Editor’s Note: Marty Touchette of Warren County Special Olympics was the second-place winner in Special Olympics Illinois’ Share Your Story Contest.
While Marty Touchette has only been a Special Olympics coach for a little over a year, that short amount of time has been “everything and more” for Touchette.
Touchette’s inspiration to become a coach came from running children’s homes for a social service agency in Monmouth. He loved his job taking care of the children and having fun with them, but was laid off. When he saw the opening for a coaching position at Warren County Special Olympics, he jumped at the opportunity.
“Special Olympics was right up the same path, and I thought it would be something that I would enjoy and maybe help some people and have fun. So, I took a shot at it and I really enjoyed it,” said Touchette.

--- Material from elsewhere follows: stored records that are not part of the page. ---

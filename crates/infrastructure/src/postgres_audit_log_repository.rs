use std::collections::BTreeMap;

use async_trait::async_trait;
use chrono::{DateTime, Utc};
use serde_json::{Map, Value};
use sqlx::types::Json;
use sqlx::{FromRow, PgPool};

use tasklane_application::{
    AuditLogEntry, AuditLogEntryId, AuditLogQuery, AuditLogRepository, AuditSummary, AuditWindow,
    denial_rate,
};
use tasklane_core::{AppError, AppResult, OrganizationId, UserId};

/// PostgreSQL-backed append-only audit log.
#[derive(Clone)]
pub struct PostgresAuditLogRepository {
    pool: PgPool,
}

impl PostgresAuditLogRepository {
    /// Creates a repository with the provided connection pool.
    #[must_use]
    pub fn new(pool: PgPool) -> Self {
        Self { pool }
    }
}

#[derive(Debug, FromRow)]
struct AuditLogRow {
    id: uuid::Uuid,
    organization_id: uuid::Uuid,
    actor_id: Option<uuid::Uuid>,
    action: String,
    resource_type: Option<String>,
    resource_id: Option<String>,
    permitted: bool,
    context: Json<Map<String, Value>>,
    ip_address: Option<String>,
    user_agent: Option<String>,
    created_at: DateTime<Utc>,
}

#[derive(Debug, FromRow)]
struct AuditTotalsRow {
    total: i64,
    permitted: i64,
    distinct_actors: i64,
}

#[derive(Debug, FromRow)]
struct AuditCountRow {
    label: String,
    count: i64,
}

#[async_trait]
impl AuditLogRepository for PostgresAuditLogRepository {
    async fn append_entry(&self, entry: AuditLogEntry) -> AppResult<()> {
        sqlx::query(
            r#"
            INSERT INTO audit_log_entries (
                id, organization_id, actor_id, action, resource_type, resource_id, permitted,
                context, ip_address, user_agent, created_at
            )
            VALUES ($1, $2, $3, $4, $5, $6, $7, $8, $9, $10, $11)
            "#,
        )
        .bind(entry.id.as_uuid())
        .bind(entry.organization_id.as_uuid())
        .bind(entry.actor.map(|actor| actor.as_uuid()))
        .bind(entry.action)
        .bind(entry.resource_type)
        .bind(entry.resource_id)
        .bind(entry.permitted)
        .bind(Json(entry.context))
        .bind(entry.ip_address)
        .bind(entry.user_agent)
        .bind(entry.created_at)
        .execute(&self.pool)
        .await
        .map_err(|error| {
            AppError::Internal(format!("failed to append audit log entry: {error}"))
        })?;

        Ok(())
    }

    async fn list_entries(&self, query: AuditLogQuery) -> AppResult<Vec<AuditLogEntry>> {
        let limit = i64::try_from(query.limit).unwrap_or(i64::MAX);
        let offset = i64::try_from(query.offset).unwrap_or(i64::MAX);
        let rows = sqlx::query_as::<_, AuditLogRow>(
            r#"
            SELECT
                id, organization_id, actor_id, action, resource_type, resource_id, permitted,
                context, ip_address, user_agent, created_at
            FROM audit_log_entries
            WHERE ($1::UUID IS NULL OR organization_id = $1)
                AND ($2::UUID IS NULL OR actor_id = $2)
                AND ($3::TEXT IS NULL OR action = $3)
                AND ($4::TEXT IS NULL OR resource_type = $4)
                AND ($5::BOOLEAN IS NULL OR permitted = $5)
                AND ($6::TIMESTAMPTZ IS NULL OR created_at >= $6)
                AND ($7::TIMESTAMPTZ IS NULL OR created_at < $7)
            ORDER BY created_at DESC, id
            LIMIT $8
            OFFSET $9
            "#,
        )
        .bind(query.organization_id.map(|organization_id| organization_id.as_uuid()))
        .bind(query.actor.map(|actor| actor.as_uuid()))
        .bind(query.action)
        .bind(query.resource_type)
        .bind(query.permitted)
        .bind(query.window.from)
        .bind(query.window.to)
        .bind(limit)
        .bind(offset)
        .fetch_all(&self.pool)
        .await
        .map_err(|error| {
            AppError::Internal(format!("failed to list audit log entries: {error}"))
        })?;

        Ok(rows.into_iter().map(decode_entry).collect())
    }

    async fn summarize(
        &self,
        organization_id: Option<OrganizationId>,
        window: AuditWindow,
    ) -> AppResult<AuditSummary> {
        let organization_id = organization_id.map(|organization_id| organization_id.as_uuid());
        let totals = sqlx::query_as::<_, AuditTotalsRow>(
            r#"
            SELECT
                COUNT(*) AS total,
                COUNT(*) FILTER (WHERE permitted) AS permitted,
                COUNT(DISTINCT actor_id) AS distinct_actors
            FROM audit_log_entries
            WHERE ($1::UUID IS NULL OR organization_id = $1)
                AND ($2::TIMESTAMPTZ IS NULL OR created_at >= $2)
                AND ($3::TIMESTAMPTZ IS NULL OR created_at < $3)
            "#,
        )
        .bind(organization_id)
        .bind(window.from)
        .bind(window.to)
        .fetch_one(&self.pool)
        .await
        .map_err(|error| AppError::Internal(format!("failed to summarize audit log: {error}")))?;

        let by_action = self
            .count_by(
                r#"
                SELECT action AS label, COUNT(*) AS count
                FROM audit_log_entries
                WHERE ($1::UUID IS NULL OR organization_id = $1)
                    AND ($2::TIMESTAMPTZ IS NULL OR created_at >= $2)
                    AND ($3::TIMESTAMPTZ IS NULL OR created_at < $3)
                GROUP BY action
                "#,
                organization_id,
                window,
            )
            .await?;
        let by_resource_type = self
            .count_by(
                r#"
                SELECT resource_type AS label, COUNT(*) AS count
                FROM audit_log_entries
                WHERE ($1::UUID IS NULL OR organization_id = $1)
                    AND ($2::TIMESTAMPTZ IS NULL OR created_at >= $2)
                    AND ($3::TIMESTAMPTZ IS NULL OR created_at < $3)
                    AND resource_type IS NOT NULL
                GROUP BY resource_type
                "#,
                organization_id,
                window,
            )
            .await?;

        let total = count(totals.total);
        let permitted = count(totals.permitted);
        let denied = total.saturating_sub(permitted);
        Ok(AuditSummary {
            total,
            permitted,
            denied,
            denial_rate: denial_rate(denied, total),
            distinct_actors: count(totals.distinct_actors),
            by_action,
            by_resource_type,
        })
    }

    async fn purge_entries_older_than(
        &self,
        organization_id: OrganizationId,
        retention_days: u16,
    ) -> AppResult<u64> {
        let result = sqlx::query(
            r#"
            DELETE FROM audit_log_entries
            WHERE organization_id = $1
                AND created_at < now() - make_interval(days => $2)
            "#,
        )
        .bind(organization_id.as_uuid())
        .bind(i32::from(retention_days))
        .execute(&self.pool)
        .await
        .map_err(|error| {
            AppError::Internal(format!("failed to purge audit log entries: {error}"))
        })?;

        Ok(result.rows_affected())
    }
}

impl PostgresAuditLogRepository {
    async fn count_by(
        &self,
        sql: &str,
        organization_id: Option<uuid::Uuid>,
        window: AuditWindow,
    ) -> AppResult<BTreeMap<String, u64>> {
        let rows = sqlx::query_as::<_, AuditCountRow>(sql)
            .bind(organization_id)
            .bind(window.from)
            .bind(window.to)
            .fetch_all(&self.pool)
            .await
            .map_err(|error| {
                AppError::Internal(format!("failed to group audit log entries: {error}"))
            })?;

        Ok(rows
            .into_iter()
            .map(|row| (row.label, count(row.count)))
            .collect())
    }
}

fn count(value: i64) -> u64 {
    u64::try_from(value).unwrap_or_default()
}

fn decode_entry(row: AuditLogRow) -> AuditLogEntry {
    AuditLogEntry {
        id: AuditLogEntryId::from_uuid(row.id),
        organization_id: OrganizationId::from_uuid(row.organization_id),
        actor: row.actor_id.map(UserId::from_uuid),
        action: row.action,
        resource_type: row.resource_type,
        resource_id: row.resource_id,
        permitted: row.permitted,
        context: row.context.0,
        ip_address: row.ip_address,
        user_agent: row.user_agent,
        created_at: row.created_at,
    }
}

Since then Touchette has been involved in coaching many of the sports Special Olympics has to offer, including volleyball, basketball, snowshoeing, athletics, softball, bocce and bowling. His favorite? Softball. He has coached it for many years and his Warren County team recently won a state title for it.

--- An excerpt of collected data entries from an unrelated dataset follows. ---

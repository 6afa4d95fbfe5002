use chrono::{DateTime, Utc};
use serde::{Deserialize, Serialize};
use tasklane_application::{AuditLogQuery, AuditWindow, MAX_AUDIT_PAGE_SIZE};
use tasklane_core::UserId;

const DEFAULT_AUDIT_PAGE_SIZE: usize = 50;

/// Query string of the audit listing endpoint.
#[derive(Debug, Clone, Default, Deserialize)]
pub struct AuditLogQueryParams {
    #[serde(default)]
    pub actor: Option<UserId>,
    #[serde(default)]
    pub action: Option<String>,
    #[serde(default)]
    pub resource_type: Option<String>,
    #[serde(default)]
    pub permitted: Option<bool>,
    #[serde(default)]
    pub from: Option<DateTime<Utc>>,
    #[serde(default)]
    pub to: Option<DateTime<Utc>>,
    #[serde(default)]
    pub limit: Option<usize>,
    #[serde(default)]
    pub offset: Option<usize>,
}

impl From<AuditLogQueryParams> for AuditLogQuery {
    fn from(value: AuditLogQueryParams) -> Self {
        Self {
            // Scoped to the caller's organization by the service.
            organization_id: None,
            actor: value.actor,
            action: value.action.filter(|action| !action.trim().is_empty()),
            resource_type: value
                .resource_type
                .filter(|resource_type| !resource_type.trim().is_empty()),
            permitted: value.permitted,
            window: AuditWindow {
                from: value.from,
                to: value.to,
            },
            limit: value
                .limit
                .unwrap_or(DEFAULT_AUDIT_PAGE_SIZE)
                .min(MAX_AUDIT_PAGE_SIZE),
            offset: value.offset.unwrap_or_default(),
        }
    }
}

#[derive(Debug, Clone, Copy, Default, Deserialize)]
pub struct AuditWindowParams {
    #[serde(default)]
    pub from: Option<DateTime<Utc>>,
    #[serde(default)]
    pub to: Option<DateTime<Utc>>,
}

impl From<AuditWindowParams> for AuditWindow {
    fn from(value: AuditWindowParams) -> Self {
        Self {
            from: value.from,
            to: value.to,
        }
    }
}

#[derive(Debug, Clone, Copy, Deserialize)]
pub struct AuditPurgeRequest {
    pub retention_days: u16,
}

#[derive(Debug, Clone, Copy, Serialize)]
pub struct AuditPurgeResponse {
    pub purged: u64,
}

#[cfg(test)]
mod tests {
    use tasklane_application::AuditLogQuery;

    use super::AuditLogQueryParams;

    #[test]
    fn page_size_defaults_and_is_capped() {
        let defaulted = AuditLogQuery::from(AuditLogQueryParams::default());
        let capped = AuditLogQuery::from(AuditLogQueryParams {
            limit: Some(5_000),
            ..AuditLogQueryParams::default()
        });

        assert_eq!(defaulted.limit, 50);
        assert_eq!(capped.limit, 500);
        assert_eq!(defaulted.offset, 0);
    }

    #[test]
    fn blank_filters_are_dropped() {
        let query = AuditLogQuery::from(AuditLogQueryParams {
            action: Some("  ".to_owned()),
            resource_type: Some("task".to_owned()),
            ..AuditLogQueryParams::default()
        });

        assert_eq!(query.action, None);
        assert_eq!(query.resource_type.as_deref(), Some("task"));
    }
}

However, the championship title wasn’t an ordinary win for Touchette. When Touchette began coaching Special Olympics, he met a young man who he became very close with. Schuyler Farris is an athlete on four of Touchette’s teams, one of them being softball. Read Touchette’s story about Schuyler here.

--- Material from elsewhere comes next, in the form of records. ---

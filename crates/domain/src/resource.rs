//! Resource-type allow-list and authorization targets.
//!
//! Stored grants reference resource types by name. Those names are only ever
//! looked up in [`ResourceType::from_name`]; nothing turns a string into a
//! live type any other way.

use std::collections::BTreeMap;
use std::fmt::{Display, Formatter};

use serde::{Deserialize, Serialize};
use tasklane_core::{AppError, AppResult, OrganizationId, UserId};

use crate::Action;

/// Resource types that roles, delegations and overrides may reference.
#[derive(Debug, Clone, Copy, PartialEq, Eq, Hash, PartialOrd, Ord, Serialize, Deserialize)]
#[serde(rename_all = "snake_case")]
pub enum ResourceType {
    /// The tenant itself.
    Organization,
    /// A user's membership in an organization.
    Membership,
    /// A role definition.
    Role,
    /// A project grouping sprints and tasks.
    Project,
    /// A time-boxed sprint.
    Sprint,
    /// A task.
    Task,
    /// A tracked pomodoro session.
    PomodoroSession,
    /// A comment on a task.
    Comment,
    /// A dashboard.
    Dashboard,
    /// An in-app notification.
    Notification,
    /// A service offered by the organization.
    Service,
    /// The organization audit trail.
    AuditLog,
}

/// Instance fields that identify who owns a resource.
#[derive(Debug, Clone, Copy, PartialEq, Eq, Hash, PartialOrd, Ord, Serialize, Deserialize)]
#[serde(rename_all = "snake_case")]
pub enum OwnerField {
    /// Member the resource is assigned to.
    AssigneeId,
    /// Member that created the resource.
    CreatedById,
    /// Member the resource belongs to.
    UserId,
    /// Member that owns the resource.
    OwnerId,
}

impl OwnerField {
    /// Returns the attribute name of the field.
    #[must_use]
    pub fn as_str(&self) -> &'static str {
        match self {
            Self::AssigneeId => "assignee_id",
            Self::CreatedById => "created_by_id",
            Self::UserId => "user_id",
            Self::OwnerId => "owner_id",
        }
    }
}

const BASE_ACTIONS: &[Action] = &[
    Action::Read,
    Action::Create,
    Action::Update,
    Action::Destroy,
    Action::Manage,
];

impl ResourceType {
    /// Returns all allow-listed resource types.
    #[must_use]
    pub fn all() -> &'static [Self] {
        const ALL: &[ResourceType] = &[
            ResourceType::Organization,
            ResourceType::Membership,
            ResourceType::Role,
            ResourceType::Project,
            ResourceType::Sprint,
            ResourceType::Task,
            ResourceType::PomodoroSession,
            ResourceType::Comment,
            ResourceType::Dashboard,
            ResourceType::Notification,
            ResourceType::Service,
            ResourceType::AuditLog,
        ];

        ALL
    }

    /// Returns the stable storage name.
    #[must_use]
    pub fn as_str(&self) -> &'static str {
        match self {
            Self::Organization => "organization",
            Self::Membership => "membership",
            Self::Role => "role",
            Self::Project => "project",
            Self::Sprint => "sprint",
            Self::Task => "task",
            Self::PomodoroSession => "pomodoro_session",
            Self::Comment => "comment",
            Self::Dashboard => "dashboard",
            Self::Notification => "notification",
            Self::Service => "service",
            Self::AuditLog => "audit_log",
        }
    }

    /// Returns the class-style name used by older stored grants.
    #[must_use]
    pub fn class_name(&self) -> &'static str {
        match self {
            Self::Organization => "Organization",
            Self::Membership => "Membership",
            Self::Role => "Role",
            Self::Project => "Project",
            Self::Sprint => "Sprint",
            Self::Task => "Task",
            Self::PomodoroSession => "PomodoroSession",
            Self::Comment => "Comment",
            Self::Dashboard => "Dashboard",
            Self::Notification => "Notification",
            Self::Service => "Service",
            Self::AuditLog => "AuditLog",
        }
    }

    /// Looks a name up in the allow-list.
    ///
    /// Accepts either the storage name or the class-style name. Anything else
    /// returns `None`.
    #[must_use]
    pub fn from_name(value: &str) -> Option<Self> {
        Self::all()
            .iter()
            .copied()
            .find(|resource_type| {
                resource_type.as_str() == value || resource_type.class_name() == value
            })
    }

    /// Parses a transport value, failing with a validation error.
    pub fn from_transport(value: &str) -> AppResult<Self> {
        Self::from_name(value).ok_or_else(|| {
            AppError::Validation(format!("resource type '{value}' is not allowed"))
        })
    }

    /// Returns the actions the permission catalog defines for this type.
    #[must_use]
    pub fn supported_actions(&self) -> Vec<Action> {
        let mut actions = BASE_ACTIONS.to_vec();
        match self {
            Self::Membership => {
                actions.extend([Action::ChangeRole, Action::ToggleActive, Action::Invite]);
            }
            Self::Task => actions.push(Action::Assign),
            Self::AuditLog => actions.push(Action::Export),
            _ => {}
        }
        actions
    }

    /// Returns the instance fields that identify the owner of this type.
    #[must_use]
    pub fn owner_fields(&self) -> &'static [OwnerField] {
        match self {
            Self::Task => &[OwnerField::AssigneeId, OwnerField::CreatedById],
            Self::Project | Self::Sprint => &[OwnerField::OwnerId, OwnerField::CreatedById],
            Self::PomodoroSession
            | Self::Comment
            | Self::Dashboard
            | Self::Notification
            | Self::Membership => &[OwnerField::UserId],
            Self::Organization | Self::Role | Self::Service | Self::AuditLog => {
                &[OwnerField::CreatedById]
            }
        }
    }
}

impl Display for ResourceType {
    fn fmt(&self, formatter: &mut Formatter<'_>) -> std::fmt::Result {
        formatter.write_str(self.as_str())
    }
}

/// Concrete resource instance evaluated by a rule set.
#[derive(Debug, Clone, PartialEq, Eq, Serialize, Deserialize)]
pub struct ResourceInstance {
    resource_type: ResourceType,
    resource_id: String,
    organization_id: OrganizationId,
    owners: BTreeMap<OwnerField, UserId>,
    team_id: Option<String>,
    service_id: Option<String>,
    role_key: Option<String>,
    active: bool,
}

impl ResourceInstance {
    /// Creates an instance of `resource_type` owned by `organization_id`.
    #[must_use]
    pub fn new(
        resource_type: ResourceType,
        resource_id: impl Into<String>,
        organization_id: OrganizationId,
    ) -> Self {
        Self {
            resource_type,
            resource_id: resource_id.into(),
            organization_id,
            owners: BTreeMap::new(),
            team_id: None,
            service_id: None,
            role_key: None,
            active: true,
        }
    }

    /// Creates the instance representing an organization.
    #[must_use]
    pub fn organization(organization_id: OrganizationId, active: bool) -> Self {
        let mut instance = Self::new(
            ResourceType::Organization,
            organization_id.to_string(),
            organization_id,
        );
        instance.active = active;
        instance
    }

    /// Creates the instance representing a membership holding `role_key`.
    #[must_use]
    pub fn membership(
        organization_id: OrganizationId,
        user_id: UserId,
        role_key: impl Into<String>,
    ) -> Self {
        Self::new(ResourceType::Membership, user_id.to_string(), organization_id)
            .with_owner(OwnerField::UserId, user_id)
            .with_role_key(role_key)
    }

    /// Records an ownership attribute.
    #[must_use]
    pub fn with_owner(mut self, field: OwnerField, user_id: UserId) -> Self {
        self.owners.insert(field, user_id);
        self
    }

    /// Records the team the instance belongs to.
    #[must_use]
    pub fn with_team(mut self, team_id: impl Into<String>) -> Self {
        self.team_id = Some(team_id.into());
        self
    }

    /// Records the service the instance belongs to.
    #[must_use]
    pub fn with_service(mut self, service_id: impl Into<String>) -> Self {
        self.service_id = Some(service_id.into());
        self
    }

    /// Records the role key held by a membership instance.
    #[must_use]
    pub fn with_role_key(mut self, role_key: impl Into<String>) -> Self {
        self.role_key = Some(role_key.into());
        self
    }

    /// Returns the resource type.
    #[must_use]
    pub fn resource_type(&self) -> ResourceType {
        self.resource_type
    }

    /// Returns the resource identifier.
    #[must_use]
    pub fn resource_id(&self) -> &str {
        self.resource_id.as_str()
    }

    /// Returns the organization the instance belongs to.
    #[must_use]
    pub fn organization_id(&self) -> OrganizationId {
        self.organization_id
    }

    /// Returns the user stored in an ownership attribute.
    #[must_use]
    pub fn owner(&self, field: OwnerField) -> Option<UserId> {
        self.owners.get(&field).copied()
    }

    /// Returns the team identifier.
    #[must_use]
    pub fn team_id(&self) -> Option<&str> {
        self.team_id.as_deref()
    }

    /// Returns the service identifier; a service is its own scope.
    #[must_use]
    pub fn service_id(&self) -> Option<&str> {
        match (&self.service_id, self.resource_type) {
            (Some(service_id), _) => Some(service_id.as_str()),
            (None, ResourceType::Service) => Some(self.resource_id.as_str()),
            (None, _) => None,
        }
    }

    /// Returns the role key held by a membership instance.
    #[must_use]
    pub fn role_key(&self) -> Option<&str> {
        self.role_key.as_deref()
    }

    /// Returns whether the instance is active.
    #[must_use]
    pub fn is_active(&self) -> bool {
        self.active
    }
}

/// Target of an authorization check: a whole resource class or one instance.
#[derive(Debug, Clone, PartialEq, Eq, Serialize, Deserialize)]
#[serde(tag = "kind", rename_all = "snake_case")]
pub enum AuthorizationTarget {
    /// Class-level check ("may the actor update tasks at all?").
    Class {
        /// Resource type being checked.
        resource_type: ResourceType,
    },
    /// Instance-level check.
    Instance(ResourceInstance),
}

impl AuthorizationTarget {
    /// Returns the resource type of the target.
    #[must_use]
    pub fn resource_type(&self) -> ResourceType {
        match self {
            Self::Class { resource_type } => *resource_type,
            Self::Instance(instance) => instance.resource_type(),
        }
    }

    /// Returns the instance, when the target is one.
    #[must_use]
    pub fn instance(&self) -> Option<&ResourceInstance> {
        match self {
            Self::Class { .. } => None,
            Self::Instance(instance) => Some(instance),
        }
    }
}

impl From<ResourceType> for AuthorizationTarget {
    fn from(resource_type: ResourceType) -> Self {
        Self::Class { resource_type }
    }
}

impl From<ResourceInstance> for AuthorizationTarget {
    fn from(instance: ResourceInstance) -> Self {
        Self::Instance(instance)
    }
}

#[cfg(test)]
mod tests {
    use tasklane_core::{OrganizationId, UserId};

    use super::{OwnerField, ResourceInstance, ResourceType};

    #[test]
    fn allow_list_accepts_storage_and_class_names() {
        assert_eq!(
            ResourceType::from_name("pomodoro_session"),
            Some(ResourceType::PomodoroSession)
        );
        assert_eq!(
            ResourceType::from_name("PomodoroSession"),
            Some(ResourceType::PomodoroSession)
        );
    }

    #[test]
    fn allow_list_rejects_everything_else() {
        for value in ["", "Kernel", "::Task", "task ", "TASK", "User", "Object.const_get"] {
            assert_eq!(ResourceType::from_name(value), None, "{value}");
        }
        assert!(ResourceType::from_transport("Kernel").is_err());
    }

    #[test]
    fn service_instance_is_its_own_scope() {
        let organization_id = OrganizationId::new();
        let service = ResourceInstance::new(ResourceType::Service, "svc-1", organization_id);
        assert_eq!(service.service_id(), Some("svc-1"));

        let task = ResourceInstance::new(ResourceType::Task, "42", organization_id);
        assert_eq!(task.service_id(), None);
    }

    #[test]
    fn membership_instance_carries_owner_and_role_key() {
        let organization_id = OrganizationId::new();
        let user_id = UserId::new();
        let membership = ResourceInstance::membership(organization_id, user_id, "owner");

        assert_eq!(membership.owner(OwnerField::UserId), Some(user_id));
        assert_eq!(membership.role_key(), Some("owner"));
    }

    #[test]
    fn membership_supports_role_management_actions() {
        let actions = ResourceType::Membership.supported_actions();
        assert!(actions.contains(&crate::Action::ChangeRole));
        assert!(!ResourceType::Project.supported_actions().contains(&crate::Action::ChangeRole));
    }
}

Not long before the softball season started, Schuyler was in an accident that left him enduring six painful attempts to relocate his right and dominant arm, and eventually leaving him no choice but to undergo surgery to repair it.
Of all the trials and tribulations to be concerned about at this time, Schuyler was most troubled by the fact that he would not be able to be on the field with the rest of his team. So, he mustered all of the competitive edge he uses on game days and focused it on physical therapy to get healthy and recover faster.
Touchette said that Schuyler’s motivation to get back in the game came from the desire to be a part of the team and be with his friends. “We are an interconnected group that cares deeply for one another.”
Special Olympics has given Schuyler the opportunity to make more friends and “it’s easier to talk to people,” Schuyler said. He enjoys “sweating and playing hard” in whichever sport he’s involved in.
Even though he could not play on the softball team for a while, Schuyler was made an honorary coach, complete with his own clipboard. Touchette, who Schuyler calls “Captain,” said that Schuyler “just ate it up” and loved his experience as an assistant coach. However, this opportunity still did not compare to the feeling Schuyler got when he would step out onto the field.
“Before you know it, he was back around his friends and chomping at the bit to get as active as he could be,” said Touchette about Schuyler’s speedy recovery.
Touchette is not the only coach that has had a positive influence on Schuyler’s life. His grandmother, Deb Farris, has been a Special Olympics coach for three years, and coaches Schuyler in snowshoeing and helps Touchette coach him in softball and volleyball.
When asked about her grandson’s recovery, Mrs. Farris said that she never imagined he would play ball again so soon. However, she was not surprised when Schuyler told her he wanted to recover as soon as he could. What did take the coaches, team and fans by surprise was how the season ended.
Schuyler’s softball team had qualified for a chance to compete for the gold medal at the 2013 Outdoor Sports Festival. With two outs in the final inning of the game, Schuyler was hit a hard line drive while playing his shortstop position. Without hesitation he confidently caught the ball, clinching the last out and state title, followed by a round of applause by the crowd and cheers from his teammates and coaches.
Schuyler says that moment was his favorite in all his time with Special Olympics. “Winning state in softball after I got hurt” was the best, he said. “My black glove came in really handy.”
“I don’t think you could find anybody any prouder than I was,” said Mrs. Farris.
Even though it was the state championship winning catch, and the comeback of a lifetime, Schuyler was as modest as ever. Mrs. Farris said this is not unusual for her grandson. In fact, if she even begins to speak about his successes in front of anyone, he usually quickly asks her to stop. Schuyler’s humility makes his achievements as an athlete even more admirable.